Il fronça les sourcils et jeta un coup d'oeil à Galadriel, qui hocha doucement la tête pour formuler quelque silencieux message. Il soupira, et m'accorda à nouveau son regard. « Très bien, mais j'aimerais connaître votre nom d'abord. »
« Keara, » répondis-je sans hésiter.
« Keara, » répéta-t-il, allongeant les syllabes, mon nom glissant sur ses lèvres comme une caresse. Ses yeux me parcoururent une nouvelle fois, dans une forme différente d'appréciation, masculine d'une manière assez inquiétante, mais ce qu'il pouvait bien penser de moi, je l'ignorais, et fit mine de n'en avoir cure.

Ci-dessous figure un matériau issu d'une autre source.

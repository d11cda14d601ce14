//! Runtime attribute values.
//!
//! Every attribute on a model carries a [`Value`]. The variant of the value an
//! attribute is created with fixes its declared [`ValueKind`]; later writes
//! are checked against it.

use std::fmt;

use super::accessor::AttributeMap;
use crate::tree::NodeId;

/// A dynamically typed attribute value.
#[derive(Debug, Clone, PartialEq)]
pub enum Value {
    /// Absent value
    Null,
    Bool(bool),
    Int(i64),
    Float(f64),
    Text(String),
    List(Vec<Value>),
    /// A nested record of named attributes
    Record(AttributeMap),
    /// A link to another model in the same tree
    Node(NodeId),
}

/// The declared type of an attribute.
#[derive(Debug, Clone, Copy, PartialEq, Eq, Hash)]
pub enum ValueKind {
    Null,
    Bool,
    Int,
    Float,
    Text,
    List,
    Record,
    Node,
}

impl fmt::Display for ValueKind {
    fn fmt(&self, f: &mut fmt::Formatter<'_>) -> fmt::Result {
        let name = match self {
            ValueKind::Null => "null",
            ValueKind::Bool => "bool",
            ValueKind::Int => "int",
            ValueKind::Float => "float",
            ValueKind::Text => "text",
            ValueKind::List => "list",
            ValueKind::Record => "record",
            ValueKind::Node => "node",
        };
        f.write_str(name)
    }
}

impl Value {
    /// Returns the kind of this value.
    pub fn kind(&self) -> ValueKind {
        match self {
            Value::Null => ValueKind::Null,
            Value::Bool(_) => ValueKind::Bool,
            Value::Int(_) => ValueKind::Int,
            Value::Float(_) => ValueKind::Float,
            Value::Text(_) => ValueKind::Text,
            Value::List(_) => ValueKind::List,
            Value::Record(_) => ValueKind::Record,
            Value::Node(_) => ValueKind::Node,
        }
    }

    /// Converts `self` so it can be stored in an attribute declared as
    /// `target`.
    ///
    /// Identical kinds pass through and integers widen to floats. A `Null`
    /// attribute has no declared type yet and accepts anything. Returns the
    /// rejected value otherwise.
    pub fn coerce_to(self, target: ValueKind) -> Result<Value, Value> {
        match (target, self) {
            (ValueKind::Null, value) => Ok(value),
            (ValueKind::Float, Value::Int(i)) => Ok(Value::Float(i as f64)),
            (target, value) if value.kind() == target => Ok(value),
            (_, value) => Err(value),
        }
    }

    pub fn as_str(&self) -> Option<&str> {
        match self {
            Value::Text(s) => Some(s),
            _ => None,
        }
    }

    pub fn as_f64(&self) -> Option<f64> {
        match self {
            Value::Float(f) => Some(*f),
            Value::Int(i) => Some(*i as f64),
            _ => None,
        }
    }

    pub fn as_node(&self) -> Option<NodeId> {
        match self {
            Value::Node(id) => Some(*id),
            _ => None,
        }
    }

    /// Parses a command-line literal.
    ///
    /// `true`/`false`, integers, floats and `null` are recognised; anything
    /// else becomes text.
    pub fn parse_literal(input: &str) -> Value {
        let trimmed = input.trim();
        match trimmed {
            "true" => return Value::Bool(true),
            "false" => return Value::Bool(false),
            "null" => return Value::Null,
            _ => {}
        }
        if let Ok(i) = trimmed.parse::<i64>() {
            return Value::Int(i);
        }
        if let Ok(f) = trimmed.parse::<f64>() {
            return Value::Float(f);
        }
        Value::Text(trimmed.to_string())
    }
}

impl fmt::Display for Value {
    fn fmt(&self, f: &mut fmt::Formatter<'_>) -> fmt::Result {
        match self {
            Value::Null => write!(f, "null"),
            Value::Bool(b) => write!(f, "{}", b),
            Value::Int(i) => write!(f, "{}", i),
            Value::Float(fl) => write!(f, "{}", fl),
            Value::Text(s) => write!(f, "{}", s),
            Value::List(items) => {
                write!(f, "[")?;
                for (i, item) in items.iter().enumerate() {
                    if i > 0 {
                        write!(f, ", ")?;
                    }
                    write!(f, "{}", item)?;
                }
                write!(f, "]")
            }
            Value::Record(map) => {
                write!(f, "{{")?;
                for (i, (name, value)) in map.iter().enumerate() {
                    if i > 0 {
                        write!(f, ", ")?;
                    }
                    write!(f, "{}: {}", name, value)?;
                }
                write!(f, "}}")
            }
            Value::Node(id) => write!(f, "{}", id),
        }
    }
}

impl From<bool> for Value {
    fn from(b: bool) -> Self {
        Value::Bool(b)
    }
}

impl From<i64> for Value {
    fn from(i: i64) -> Self {
        Value::Int(i)
    }
}

impl From<f64> for Value {
    fn from(f: f64) -> Self {
        Value::Float(f)
    }
}

impl From<&str> for Value {
    fn from(s: &str) -> Self {
        Value::Text(s.to_string())
    }
}

impl From<String> for Value {
    fn from(s: String) -> Self {
        Value::Text(s)
    }
}

impl From<AttributeMap> for Value {
    fn from(map: AttributeMap) -> Self {
        Value::Record(map)
    }
}

impl From<NodeId> for Value {
    fn from(id: NodeId) -> Self {
        Value::Node(id)
    }
}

Je n'arrivais à supporter qu'il m'observât pendant que je me mettais à l'oeuvre, et je trouvais je ne sais où le courage de le lui dire. La crispation infime qui incurva le coin de ses lèvres ne fit rien pour soulager ma tension, et je poussai un soupir de soulagement quand il ferma enfin les yeux. Mais il fronçait encore les sourcils, affirmant qu'il ne goûtait pas cela, et qu'il aurait mieux aimé me voir. Cet Elfe n'était pas de ceux qui laisse sans heurt le contrôle à d'autres. Ma main tremblait lorsque je me penchai sur lui pour toucher son front, sentant la chaleur de sa peau sous le bout de mes doigts. Les moments s'écoulèrent où je ne percevait rien, aussi j'ouvris la main et, fermant les yeux, la posai à plat sur son front. Je trouvai le pouls, son battement lent et régulier me permettant d'établir avec lui un lien nécessaire.
Pendant un moment, rien ne se passa. Puis les portes s'ouvrirent en un seul coup et je ne pus que frémir sous l'intensité de la souffrance qui déferala sur moi. Je le sentis se raidir, mais j'ignorais si c'était en réponse à mon sursaut ou sous le coup de la douleur. Essayant de faire preuve d'autorité, je le repoussai à sur le lit de ma main libre, mon autre main toujours plaquée contre son front comme je manquai m'étaler sur lui dans ma chute. J'eus vaguement conscience que ses frères avaient bondi sur leurs pieds, mais Galadriel devait les avoir rassurés, car ils ne tentèrent rien, ni ne protestèrent.
Haldir gisait sous moi tandis que je frissonnais violemment. Sa force de volonté et sa capacité à endurer la douleur m'avaient prise de court, et je dus lutter pour garder intacte la mienne propre en dépit des assauts de cette sensation atroce. La somme complète de mois de souffrance, à la fois physique et morale, me traversait, et je laissai échapper un cri, tout en me demandant comment il avait bien pu réussir à survivre. Confusément, je sentis qu'il avait passé un bras autour de moi, comme pour m'offrir un réconfort ou son soutien.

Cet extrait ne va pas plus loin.